TASK DETAILS: Repeat the full listing that follows, word for word.

*** Opening of RECORDS TO PROCESS ***

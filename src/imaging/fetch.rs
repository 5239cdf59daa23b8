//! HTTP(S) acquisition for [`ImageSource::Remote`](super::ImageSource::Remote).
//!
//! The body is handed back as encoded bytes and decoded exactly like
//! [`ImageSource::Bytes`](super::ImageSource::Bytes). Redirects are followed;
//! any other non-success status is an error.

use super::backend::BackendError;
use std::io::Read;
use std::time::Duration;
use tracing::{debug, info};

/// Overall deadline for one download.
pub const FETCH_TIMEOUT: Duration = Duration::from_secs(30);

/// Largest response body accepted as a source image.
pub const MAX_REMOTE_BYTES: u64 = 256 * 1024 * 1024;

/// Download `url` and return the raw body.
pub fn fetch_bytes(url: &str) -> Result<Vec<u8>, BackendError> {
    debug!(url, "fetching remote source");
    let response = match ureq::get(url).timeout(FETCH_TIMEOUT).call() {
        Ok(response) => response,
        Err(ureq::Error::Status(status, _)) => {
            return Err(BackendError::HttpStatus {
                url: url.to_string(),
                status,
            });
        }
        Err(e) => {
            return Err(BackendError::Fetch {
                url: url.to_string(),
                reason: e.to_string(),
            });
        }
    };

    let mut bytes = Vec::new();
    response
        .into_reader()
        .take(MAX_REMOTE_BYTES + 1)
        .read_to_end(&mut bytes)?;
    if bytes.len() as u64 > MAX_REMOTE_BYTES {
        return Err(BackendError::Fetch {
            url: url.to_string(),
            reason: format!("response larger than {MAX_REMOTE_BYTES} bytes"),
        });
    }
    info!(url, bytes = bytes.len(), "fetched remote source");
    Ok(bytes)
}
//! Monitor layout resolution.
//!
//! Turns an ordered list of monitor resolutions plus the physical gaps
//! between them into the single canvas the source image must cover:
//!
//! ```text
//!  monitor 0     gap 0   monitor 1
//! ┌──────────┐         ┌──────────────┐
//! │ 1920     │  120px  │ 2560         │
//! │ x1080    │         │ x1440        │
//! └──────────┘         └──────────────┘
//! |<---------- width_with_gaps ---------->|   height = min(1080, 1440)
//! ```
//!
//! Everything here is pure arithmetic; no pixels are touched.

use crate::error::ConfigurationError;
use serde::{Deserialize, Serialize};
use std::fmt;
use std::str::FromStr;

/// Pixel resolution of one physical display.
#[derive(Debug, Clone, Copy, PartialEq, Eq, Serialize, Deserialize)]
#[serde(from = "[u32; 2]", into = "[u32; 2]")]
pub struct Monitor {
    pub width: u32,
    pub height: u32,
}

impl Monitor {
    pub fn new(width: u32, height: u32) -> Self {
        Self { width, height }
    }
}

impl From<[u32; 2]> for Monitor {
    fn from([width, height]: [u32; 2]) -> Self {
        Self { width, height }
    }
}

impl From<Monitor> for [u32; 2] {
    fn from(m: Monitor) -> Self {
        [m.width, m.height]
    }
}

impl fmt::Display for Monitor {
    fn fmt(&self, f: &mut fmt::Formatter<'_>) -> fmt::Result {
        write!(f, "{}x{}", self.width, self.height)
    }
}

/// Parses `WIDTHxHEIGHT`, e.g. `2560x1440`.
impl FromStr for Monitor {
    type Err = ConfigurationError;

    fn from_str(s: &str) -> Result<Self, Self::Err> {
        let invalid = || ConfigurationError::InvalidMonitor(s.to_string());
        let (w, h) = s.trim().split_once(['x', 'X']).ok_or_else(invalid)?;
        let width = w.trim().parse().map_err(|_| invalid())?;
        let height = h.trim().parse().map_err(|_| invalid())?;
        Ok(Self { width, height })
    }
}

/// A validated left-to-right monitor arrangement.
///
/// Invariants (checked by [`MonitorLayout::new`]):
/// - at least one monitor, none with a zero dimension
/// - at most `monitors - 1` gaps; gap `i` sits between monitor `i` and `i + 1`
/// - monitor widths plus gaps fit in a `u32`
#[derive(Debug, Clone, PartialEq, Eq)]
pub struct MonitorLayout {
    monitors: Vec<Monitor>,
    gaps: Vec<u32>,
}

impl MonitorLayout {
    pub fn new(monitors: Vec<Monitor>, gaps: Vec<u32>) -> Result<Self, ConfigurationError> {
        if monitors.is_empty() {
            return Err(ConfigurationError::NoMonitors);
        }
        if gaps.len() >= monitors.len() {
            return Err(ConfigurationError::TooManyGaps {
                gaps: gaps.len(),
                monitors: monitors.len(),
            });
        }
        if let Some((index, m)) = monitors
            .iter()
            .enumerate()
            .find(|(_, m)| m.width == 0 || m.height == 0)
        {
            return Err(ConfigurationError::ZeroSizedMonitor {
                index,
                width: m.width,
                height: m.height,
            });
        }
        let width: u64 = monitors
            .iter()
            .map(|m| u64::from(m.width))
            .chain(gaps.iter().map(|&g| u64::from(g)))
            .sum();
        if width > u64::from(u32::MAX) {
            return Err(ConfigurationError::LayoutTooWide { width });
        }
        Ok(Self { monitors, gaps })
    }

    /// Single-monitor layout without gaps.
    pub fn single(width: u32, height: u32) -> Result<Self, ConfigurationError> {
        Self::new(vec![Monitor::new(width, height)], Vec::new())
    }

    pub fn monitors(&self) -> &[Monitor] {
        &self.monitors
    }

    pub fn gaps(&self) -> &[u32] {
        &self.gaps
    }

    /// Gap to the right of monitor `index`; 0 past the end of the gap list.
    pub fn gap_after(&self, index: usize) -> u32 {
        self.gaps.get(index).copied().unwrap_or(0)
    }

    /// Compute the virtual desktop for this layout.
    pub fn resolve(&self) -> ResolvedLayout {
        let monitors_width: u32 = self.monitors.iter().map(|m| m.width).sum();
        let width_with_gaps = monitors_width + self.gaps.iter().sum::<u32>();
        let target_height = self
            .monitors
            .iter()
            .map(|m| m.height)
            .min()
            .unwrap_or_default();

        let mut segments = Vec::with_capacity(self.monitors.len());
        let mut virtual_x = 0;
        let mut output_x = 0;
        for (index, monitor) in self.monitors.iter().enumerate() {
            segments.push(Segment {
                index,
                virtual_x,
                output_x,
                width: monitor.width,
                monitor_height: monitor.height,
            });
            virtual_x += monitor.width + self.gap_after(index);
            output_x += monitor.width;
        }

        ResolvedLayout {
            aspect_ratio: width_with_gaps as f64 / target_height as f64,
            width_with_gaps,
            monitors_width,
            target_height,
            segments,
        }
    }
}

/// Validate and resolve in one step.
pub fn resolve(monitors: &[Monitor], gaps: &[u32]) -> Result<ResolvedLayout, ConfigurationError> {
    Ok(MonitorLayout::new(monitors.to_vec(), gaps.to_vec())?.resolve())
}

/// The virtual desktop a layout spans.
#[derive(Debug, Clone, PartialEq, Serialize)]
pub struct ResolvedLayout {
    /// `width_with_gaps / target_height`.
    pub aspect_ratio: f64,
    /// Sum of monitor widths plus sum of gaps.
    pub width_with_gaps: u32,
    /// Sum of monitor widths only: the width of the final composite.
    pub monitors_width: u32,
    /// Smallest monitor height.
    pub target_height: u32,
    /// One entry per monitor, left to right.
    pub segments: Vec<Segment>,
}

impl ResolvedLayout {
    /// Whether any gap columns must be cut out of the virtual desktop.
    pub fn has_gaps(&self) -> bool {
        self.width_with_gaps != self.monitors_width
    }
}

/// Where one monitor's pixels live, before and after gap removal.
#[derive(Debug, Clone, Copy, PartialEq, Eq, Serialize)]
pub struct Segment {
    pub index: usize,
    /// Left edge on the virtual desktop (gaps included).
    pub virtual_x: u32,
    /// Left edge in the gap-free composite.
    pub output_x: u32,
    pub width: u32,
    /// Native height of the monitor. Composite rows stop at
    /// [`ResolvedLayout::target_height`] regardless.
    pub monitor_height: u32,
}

*** Close of RECORDS TO PROCESS ***

ANSWER:
filename src/imaging/fetch.rs
repository 5239cdf59daa23b8
//! HTTP(S) acquisition for [`ImageSource::Remote`](super::ImageSource::Remote).
//!
//! The body is handed back as encoded bytes and decoded exactly like
//! [`ImageSource::Bytes`](super::ImageSource::Bytes). Redirects are followed;
//! any other non-success status is an error.

use super::backend::BackendError;
use std::io::Read;
use std::time::Duration;
use tracing::{debug, info};

/// Overall deadline for one download.
pub const FETCH_TIMEOUT: Duration = Duration::from_secs(30);

/// Largest response body accepted as a source image.
pub const MAX_REMOTE_BYTES: u64 = 256 * 1024 * 1024;

/// Download `url` and return the raw body.
pub fn fetch_bytes(url: &str) -> Result<Vec<u8>, BackendError> {
    debug!(url, "fetching remote source");
    let response = match ureq::get(url).timeout(FETCH_TIMEOUT).call() {
        Ok(response) => response,
        Err(ureq::Error::Status(status, _)) => {
            return Err(BackendError::HttpStatus {
                url: url.to_string(),
                status,
            });
        }
        Err(e) => {
            return Err(BackendError::Fetch {
                url: url.to_string(),
                reason: e.to_string(),
            });
        }
    };

    let mut bytes = Vec::new();
    response
        .into_reader()
        .take(MAX_REMOTE_BYTES + 1)
        .read_to_end(&mut bytes)?;
    if bytes.len() as u64 > MAX_REMOTE_BYTES {
        return Err(BackendError::Fetch {
            url: url.to_string(),
            reason: format!("response larger than {MAX_REMOTE_BYTES} bytes"),
        });
    }
    info!(url, bytes = bytes.len(), "fetched remote source");
    Ok(bytes)
}
//! Monitor layout resolution.
//!
//! Turns an ordered list of monitor resolutions plus the physical gaps
//! between them into the single canvas the source image must cover:
//!
//! ```text
//!  monitor 0     gap 0   monitor 1
//! ┌──────────┐         ┌──────────────┐
//! │ 1920     │  120px  │ 2560         │
//! │ x1080    │         │ x1440        │
//! └──────────┘         └──────────────┘
//! |<---------- width_with_gaps ---------->|   height = min(1080, 1440)
//! ```
//!
//! Everything here is pure arithmetic; no pixels are touched.

use crate::error::ConfigurationError;
use serde::{Deserialize, Serialize};
use std::fmt;
use std::str::FromStr;

/// Pixel resolution of one physical display.
#[derive(Debug, Clone, Copy, PartialEq, Eq, Serialize, Deserialize)]
#[serde(from = "[u32; 2]", into = "[u32; 2]")]
pub struct Monitor {
    pub width: u32,
    pub height: u32,
}

impl Monitor {
    pub fn new(width: u32, height: u32) -> Self {
        Self { width, height }
    }
}

impl From<[u32; 2]> for Monitor {
    fn from([width, height]: [u32; 2]) -> Self {
        Self { width, height }
    }
}

impl From<Monitor> for [u32; 2] {
    fn from(m: Monitor) -> Self {
        [m.width, m.height]
    }
}

impl fmt::Display for Monitor {
    fn fmt(&self, f: &mut fmt::Formatter<'_>) -> fmt::Result {
        write!(f, "{}x{}", self.width, self.height)
    }
}

/// Parses `WIDTHxHEIGHT`, e.g. `2560x1440`.
impl FromStr for Monitor {
    type Err = ConfigurationError;

    fn from_str(s: &str) -> Result<Self, Self::Err> {
        let invalid = || ConfigurationError::InvalidMonitor(s.to_string());
        let (w, h) = s.trim().split_once(['x', 'X']).ok_or_else(invalid)?;
        let width = w.trim().parse().map_err(|_| invalid())?;
        let height = h.trim().parse().map_err(|_| invalid())?;
        Ok(Self { width, height })
    }
}

/// A validated left-to-right monitor arrangement.
///
/// Invariants (checked by [`MonitorLayout::new`]):
/// - at least one monitor, none with a zero dimension
/// - at most `monitors - 1` gaps; gap `i` sits between monitor `i` and `i + 1`
/// - monitor widths plus gaps fit in a `u32`
#[derive(Debug, Clone, PartialEq, Eq)]
pub struct MonitorLayout {
    monitors: Vec<Monitor>,
    gaps: Vec<u32>,
}

impl MonitorLayout {
    pub fn new(monitors: Vec<Monitor>, gaps: Vec<u32>) -> Result<Self, ConfigurationError> {
        if monitors.is_empty() {
            return Err(ConfigurationError::NoMonitors);
        }
        if gaps.len() >= monitors.len() {
            return Err(ConfigurationError::TooManyGaps {
                gaps: gaps.len(),
                monitors: monitors.len(),
            });
        }
        if let Some((index, m)) = monitors
            .iter()
            .enumerate()
            .find(|(_, m)| m.width == 0 || m.height == 0)
        {
            return Err(ConfigurationError::ZeroSizedMonitor {
                index,
                width: m.width,
                height: m.height,
            });
        }
        let width: u64 = monitors
            .iter()
            .map(|m| u64::from(m.width))
            .chain(gaps.iter().map(|&g| u64::from(g)))
            .sum();
        if width > u64::from(u32::MAX) {
            return Err(ConfigurationError::LayoutTooWide { width });
        }
        Ok(Self { monitors, gaps })
    }

    /// Single-monitor layout without gaps.
    pub fn single(width: u32, height: u32) -> Result<Self, ConfigurationError> {
        Self::new(vec![Monitor::new(width, height)], Vec::new())
    }

    pub fn monitors(&self) -> &[Monitor] {
        &self.monitors
    }

    pub fn gaps(&self) -> &[u32] {
        &self.gaps
    }

    /// Gap to the right of monitor `index`; 0 past the end of the gap list.
    pub fn gap_after(&self, index: usize) -> u32 {
        self.gaps.get(index).copied().unwrap_or(0)
    }

    /// Compute the virtual desktop for this layout.
    pub fn resolve(&self) -> ResolvedLayout {
        let monitors_width: u32 = self.monitors.iter().map(|m| m.width).sum();
        let width_with_gaps = monitors_width + self.gaps.iter().sum::<u32>();
        let target_height = self
            .monitors
            .iter()
            .map(|m| m.height)
            .min()
            .unwrap_or_default();

        let mut segments = Vec::with_capacity(self.monitors.len());
        let mut virtual_x = 0;
        let mut output_x = 0;
        for (index, monitor) in self.monitors.iter().enumerate() {
            segments.push(Segment {
                index,
                virtual_x,
                output_x,
                width: monitor.width,
                monitor_height: monitor.height,
            });
            virtual_x += monitor.width + self.gap_after(index);
            output_x += monitor.width;
        }

        ResolvedLayout {
            aspect_ratio: width_with_gaps as f64 / target_height as f64,
            width_with_gaps,
            monitors_width,
            target_height,
            segments,
        }
    }
}

/// Validate and resolve in one step.
pub fn resolve(monitors: &[Monitor], gaps: &[u32]) -> Result<ResolvedLayout, ConfigurationError> {
    Ok(MonitorLayout::new(monitors.to_vec(), gaps.to_vec())?.resolve())
}

/// The virtual desktop a layout spans.
#[derive(Debug, Clone, PartialEq, Serialize)]
pub struct ResolvedLayout {
    /// `width_with_gaps / target_height`.
    pub aspect_ratio: f64,
    /// Sum of monitor widths plus sum of gaps.
    pub width_with_gaps: u32,
    /// Sum of monitor widths only: the width of the final composite.
    pub monitors_width: u32,
    /// Smallest monitor height.
    pub target_height: u32,
    /// One entry per monitor, left to right.
    pub segments: Vec<Segment>,
}

impl ResolvedLayout {
    /// Whether any gap columns must be cut out of the virtual desktop.
    pub fn has_gaps(&self) -> bool {
        self.width_with_gaps != self.monitors_width
    }
}

/// Where one monitor's pixels live, before and after gap removal.
#[derive(Debug, Clone, Copy, PartialEq, Eq, Serialize)]
pub struct Segment {
    pub index: usize,
    /// Left edge on the virtual desktop (gaps included).
    pub virtual_x: u32,
    /// Left edge in the gap-free composite.
    pub output_x: u32,
    pub width: u32,
    /// Native height of the monitor. Composite rows stop at
    /// [`ResolvedLayout::target_height`] regardless.
    pub monitor_height: u32,
}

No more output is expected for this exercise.